++++ GIVEN ENTRIES ++++

//! # Nudge Bot
//!
//! A Telegram bot that lets a small study group check on each other and send
//! "wake up" nudges to people who are not tracking time yet.
//!
//! ## Features
//! - Nudge one person or everybody, with an optional custom message
//! - Per-requester cooldown so nobody gets spammed
//! - Skips people who are already tracking time in Toggl
//! - Replies to a nudge are forwarded back to whoever sent it
//! - Persistent storage with SQLite

/// Bot command handlers and message processing
pub mod bot;
/// Configuration management and environment variables
pub mod config;
/// Database models, connections, and migrations
pub mod database;
/// Error types shared by the storage, delivery and probe layers
pub mod error;
/// Wake engine, reply routing and the external services they talk to
pub mod services;
/// Utility functions for escaping, validation, logging and feedback
pub mod utils;
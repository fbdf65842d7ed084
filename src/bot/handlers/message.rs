use std::sync::Arc;
use teloxide::prelude::*;
use teloxide::utils::command::BotCommands;

use crate::bot::commands::Command;
use crate::bot::handlers::{general_message, BotServices, HandlerResult, InboundReply};
use crate::services::reply_router::ReplyRouter;

pub async fn command_handler(
    bot: Bot,
    msg: Message,
    cmd: Command,
    services: BotServices,
) -> HandlerResult {
    match cmd {
        Command::Help => {
            bot.send_message(msg.chat.id, Command::descriptions().to_string()).await?;
        }
        Command::Start => {
            bot.send_message(
                msg.chat.id,
                "⏰ Welcome to Nudge Bot!\n\nUse /wake <name> to nudge a study buddy, or /wakeall to nudge everyone.\nUse /status <name> to see if someone is already studying.\nReply to a nudge and your answer goes straight back to whoever sent it.\nUse /help to see all commands.",
            ).await?;
        }
        Command::Users => {
            crate::bot::commands::users::handle_users(bot, msg, services.db.as_ref()).await?;
        }
        Command::Wake(args) => {
            crate::bot::commands::wake::handle_wake(bot, msg, args, &services.engine).await?;
        }
        Command::WakeAll(args) => {
            crate::bot::commands::wake::handle_wake_all(bot, msg, args, &services.engine).await?;
        }
        Command::Status(args) => {
            crate::bot::commands::status::handle_status(bot, msg, args, &services.status).await?;
        }
        Command::StatusAll => {
            crate::bot::commands::status::handle_status_all(bot, msg, &services.status).await?;
        }
    }
    Ok(())
}

/// Non-command messages: replies to nudges first, then the general fallback.
pub async fn plain_message_handler(
    bot: Bot,
    msg: Message,
    router: Arc<ReplyRouter>,
) -> HandlerResult {
    if let Some(reply) = InboundReply::from_message(&msg) {
        let forwarded = router
            .route_reply(&reply.chat_id, reply.in_reply_to, &reply.text, &reply.replier)
            .await;
        if forwarded {
            return Ok(());
        }
    }

    general_message::handle_general_message(bot, msg).await
}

++++

**PROBLEM TO SOLVE**
Each line of the listing that contains the word "tracking" must be copied.

**SOLUTION TO THIS TASK**
//! "wake up" nudges to people who are not tracking time yet.
//! - Skips people who are already tracking time in Toggl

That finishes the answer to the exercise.